EL RECLUTAMIENTO DE LOS ADOLESCENTES Y JOVENES
Pbro. Alvaro Sánchez Quevedo
No resulta tan sencillo puntualizar el origen de este modus operandi, ya que es el resultado de un conglomerado de factores sociales, culturales, económicos, legales, emocionales. Se pueden señalar los más evidentes como: un sistema educativo deficiente, la falta de oportunidades laborales, una situación de pobreza y marginación, ausencia de un tejido social fuerte, desintegración familiar, una débil formación en valores cívicos y morales, etc. quienes se convierten en un excelente abono para que este problema se haga cada vez más grande y complejo.
Hace algunos años, la forma de reclutar a los adolescentes y jóvenes se daba por medio de la invitación en las calles, donde de forma seductora se les incitaba a unirse a sus filas con falsas promesas de prosperidad económica, de convertirse en personas que la sociedad iba a respetar y sobre todo a temer, además de la adquisición fácil de un arma. Actualmente sus métodos son más sutiles como el uso de las redes sociales, plataformas digitales, videojuegos, donde ofrecen falsas ofertas de trabajo (chofer, seguridad privada, apoyo logístico) con remuneraciones económicas altas que no tienen competencia con otras ofertas laborales.
No podemos dejar de mencionar la influencia que han tenido varias series, filmes, música, toda una cultura apologética del narcotráfico, quienes han potencializado la oferta a unirse a los grupos delictivos, presentando a los capos (hombres y mujeres) como unos “héroes”, como personas dignas de imitar.

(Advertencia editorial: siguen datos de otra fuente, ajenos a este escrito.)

use std::fs;
use std::io::Cursor;

use image::{DynamicImage, ImageBuffer, ImageFormat, Rgb};
use plotters::prelude::LineSeries;
use plotters::prelude::*;
use time::format_description::well_known::Rfc3339;
use time::OffsetDateTime;

use crate::error::MonitorError;
use crate::types::FrameView;

#[derive(Clone, Debug)]
pub struct CaptureStyle {
    pub width: u32,
    pub height: u32,
    pub background: RGBColor,
    pub palette: Vec<RGBColor>,
}

impl Default for CaptureStyle {
    fn default() -> Self {
        Self {
            width: 900,
            height: 700,
            background: RGBColor(10, 10, 10),
            palette: vec![CYAN, YELLOW, MAGENTA, GREEN, RED, BLUE, WHITE],
        }
    }
}

/// Renders the stacked-trace frame to an in-memory PNG, the same view the
/// GUI shows at the moment an alert fired.
pub fn render_frame_png(view: &FrameView, style: CaptureStyle) -> Result<Vec<u8>, MonitorError> {
    if view.panes.iter().all(|pane| pane.samples.is_empty()) {
        return Err(MonitorError::Capture("frame has no samples".into()));
    }
    let mut buffer = vec![0u8; (style.width * style.height * 3) as usize];
    {
        let root = BitMapBackend::with_buffer(&mut buffer, (style.width, style.height))
            .into_drawing_area();
        root.fill(&style.background)?;
        let x_max = view
            .panes
            .iter()
            .map(|pane| pane.samples.len())
            .max()
            .unwrap_or(0) as f64;
        let y_min = view
            .panes
            .iter()
            .flat_map(|pane| pane.samples.iter().map(|s| s + pane.row_offset))
            .fold(f64::INFINITY, f64::min);
        let y_max = view
            .panes
            .iter()
            .flat_map(|pane| pane.samples.iter().map(|s| s + pane.row_offset))
            .fold(f64::NEG_INFINITY, f64::max);
        let y_bounds = if (y_max - y_min).abs() < f64::EPSILON {
            (y_min - 50.0, y_max + 50.0)
        } else {
            (y_min, y_max)
        };
        let mut chart = ChartBuilder::on(&root)
            .margin(10)
            .caption("seiswatch", ("sans-serif", 20).into_font().color(&WHITE))
            .set_label_area_size(LabelAreaPosition::Left, 45)
            .set_label_area_size(LabelAreaPosition::Bottom, 40)
            .build_cartesian_2d(0f64..x_max.max(1.0), y_bounds.0..y_bounds.1)?;
        chart
            .configure_mesh()
            .light_line_style(&WHITE.mix(0.1))
            .draw()?;
        for (idx, pane) in view.panes.iter().enumerate() {
            if pane.samples.is_empty() {
                continue;
            }
            let color = style.palette[idx % style.palette.len()];
            let series = pane
                .samples
                .iter()
                .enumerate()
                .map(|(i, s)| (i as f64, s + pane.row_offset));
            chart
                .draw_series(LineSeries::new(series, &color))?
                .label(pane.legend())
                .legend(move |(x, y)| PathElement::new(vec![(x, y), (x + 20, y)], &color));
        }
        chart
            .configure_series_labels()
            .border_style(&WHITE.mix(0.2))
            .background_style(&style.background)
            .draw()?;
        root.present()?;
    }
    encode_png(&buffer, style.width, style.height)
}

/// Writes the capture next to the binary as `capture@<RFC 3339 UTC>.png`
/// and returns the filename.
pub fn save_frame_png(view: &FrameView) -> Result<String, MonitorError> {
    let png = render_frame_png(view, CaptureStyle::default())?;
    let stamp = OffsetDateTime::now_utc().format(&Rfc3339)?;
    let name = format!("capture@{stamp}.png");
    fs::write(&name, png).map_err(|err| MonitorError::Capture(err.to_string()))?;
    Ok(name)
}

fn encode_png(buffer: &[u8], width: u32, height: u32) -> Result<Vec<u8>, MonitorError> {
    let image = ImageBuffer::<Rgb<u8>, _>::from_raw(width, height, buffer.to_vec())
        .ok_or_else(|| MonitorError::Capture("failed to allocate image buffer".into()))?;
    let mut output = Vec::new();
    let dynamic = DynamicImage::ImageRgb8(image);
    dynamic.write_to(&mut Cursor::new(&mut output), ImageFormat::Png)?;
    Ok(output)
}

Del año 2000 al 2019 algunas asociaciones civiles en nuestro país señalaron al menos 21 mil menores de edad asesinados, de los cuales aproximadamente 7 mil están desaparecidos.
Es necesario que como sociedad cuidemos a nuestros adolescentes y jóvenes, que en nuestras calles seamos menos indiferentes ante ciertos comportamientos no comunes, que independientemente si conocemos o no a los jóvenes, estemos más alerta. Como familia, tengamos más paciencia con la conducta un poco inestable que ellos manifiestan, evitando a toda costa que se aíslen, que se excluyan de la convivencia en el hogar, y se que suena de pronto un poco exagerado, pero es conveniente que los papás con la ayuda de los dispositivos móviles estén enterados del lugar donde están sus hijos.
También una invitación a los adolescentes y jóvenes, para que sean conscientes de los tiempos complicados que se viven, que no se cansen de informar a sus padres de su ubicación, de sus salidas y de los lugares que visitan.